Dois relatórios paralelos sustentam a tese de que o amanhã será pior. Um deles é um estudo estatístico elaborado pelo Centro de Pesquisas de Epidemiologia dos Desastres (CRED), da Universidade Católica de Louvain (Bélgica), e que mostra como, desde 1970, os desastres vêm aumentando de forma constante. O segundo trabalho é o relatório especial publicado em novembro passado pelo GIEC, o Grupo de Especialistas Intergovernamental sobre a Evolução do Clima. O GIEC prevê que os acidentes meteorológicos extremos aumentarão constantemente nos próximos anos.

O relatório State of Environmental Migration analisou situações climáticas extremas, inclusive nos países ricos, neste caso a França. O trabalho se concentrou particularmente nas crises climáticas que eclodiram em 2010 no Paquistão (inundações), na Rússia (incêndios florestais), no Haiti Chile (terremotos), e na França(tempestades).
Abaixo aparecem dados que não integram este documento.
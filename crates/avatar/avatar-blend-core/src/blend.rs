//! Blend states and the Idle↔Talk crossfade.

use serde::{Deserialize, Serialize};

use crate::ids::{CueKind, RigId};

/// Controller mode. A crossfade in flight is tracked separately by [`Crossfade`].
#[derive(Copy, Clone, Debug, Default, Eq, PartialEq, Serialize, Deserialize)]
#[serde(tag = "state", content = "cue", rename_all = "snake_case")]
pub enum BlendState {
    /// Idle visible, everything else faded out.
    #[default]
    Resting,
    /// Talk visible, Idle faded out.
    Speaking,
    /// A one-shot cue rig is the only visible rig.
    Cueing(CueKind),
}

impl BlendState {
    /// Looping rig that is fully visible once this state settles.
    #[inline]
    pub fn looping_rig(self) -> Option<RigId> {
        match self {
            BlendState::Resting => Some(RigId::Idle),
            BlendState::Speaking => Some(RigId::Talk),
            BlendState::Cueing(_) => None,
        }
    }
}

/// Linear interpolation of the Idle/Talk alphas toward `{0, 1}` targets.
///
/// Progress is `elapsed / duration` clamped to [0, 1]. Starting values are
/// whatever the alphas were when the fade began, so a fade that preempts
/// another continues from the current weights instead of snapping.
#[derive(Clone, Copy, Debug, PartialEq, Serialize, Deserialize)]
pub struct Crossfade {
    pub from: RigId,
    pub to: RigId,
    start_idle: f32,
    start_talk: f32,
    elapsed: f32,
    duration: f32,
}

impl Crossfade {
    /// Begin a fade toward `to` (Idle or Talk) from the current alphas.
    pub fn new(to: RigId, idle_alpha: f32, talk_alpha: f32, duration: f32) -> Self {
        let from = if to == RigId::Talk {
            RigId::Idle
        } else {
            RigId::Talk
        };
        Self {
            from,
            to,
            start_idle: idle_alpha,
            start_talk: talk_alpha,
            elapsed: 0.0,
            duration,
        }
    }

    #[inline]
    pub fn progress(&self) -> f32 {
        if self.duration <= 0.0 {
            return 1.0;
        }
        (self.elapsed / self.duration).clamp(0.0, 1.0)
    }

    #[inline]
    pub fn is_complete(&self) -> bool {
        self.progress() >= 1.0
    }

    /// Advance by `dt` seconds. Non-positive deltas leave progress unchanged.
    pub fn advance(&mut self, dt: f32) {
        if dt > 0.0 && dt.is_finite() {
            self.elapsed += dt;
        }
    }

    /// Current `(idle, talk)` alphas.
    pub fn alphas(&self) -> (f32, f32) {
        let p = self.progress();
        let (target_idle, target_talk) = if self.to == RigId::Talk {
            (0.0, 1.0)
        } else {
            (1.0, 0.0)
        };
        (
            self.start_idle + (target_idle - self.start_idle) * p,
            self.start_talk + (target_talk - self.start_talk) * p,
        )
    }
}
O caso francês ilustra que nem os países ricos estão protegidos dos deslocamentos de populações forçados pelo clima. A tempestade Xinthia atingiu a costa atlântica francesa entre os dias 26 fevereiro e 1º de março de 2010. Sua passagem deixou um saldo de 59 mortos e milhares de deslocados permanentes. Dada a exposição de diversas regiões a possíveis tempestades futuras, o governo francês as decretou inabitáveis. Com isso, milhares de pessoas que viviam nessas regiões se viram obrigadas a deixar suas casas e suas terras para sempre.

Nesse contexto específico e depois de analisar os erros cometidos pelos poderes públicos franceses na gestão dessa crise, a OIM enfatiza a importância da elaboração das políticas públicas para administrar as catástrofes climáticas maiores.

É lícito citar o desastre, ao mesmo tempo climático e político, que levou ao furacão Katrina, que atingiu Nova Orleans em 2005. Cerca de 1,2 milhão de pessoas foram deslocadas, e um terço dos habitantes nunca voltou para seus lares.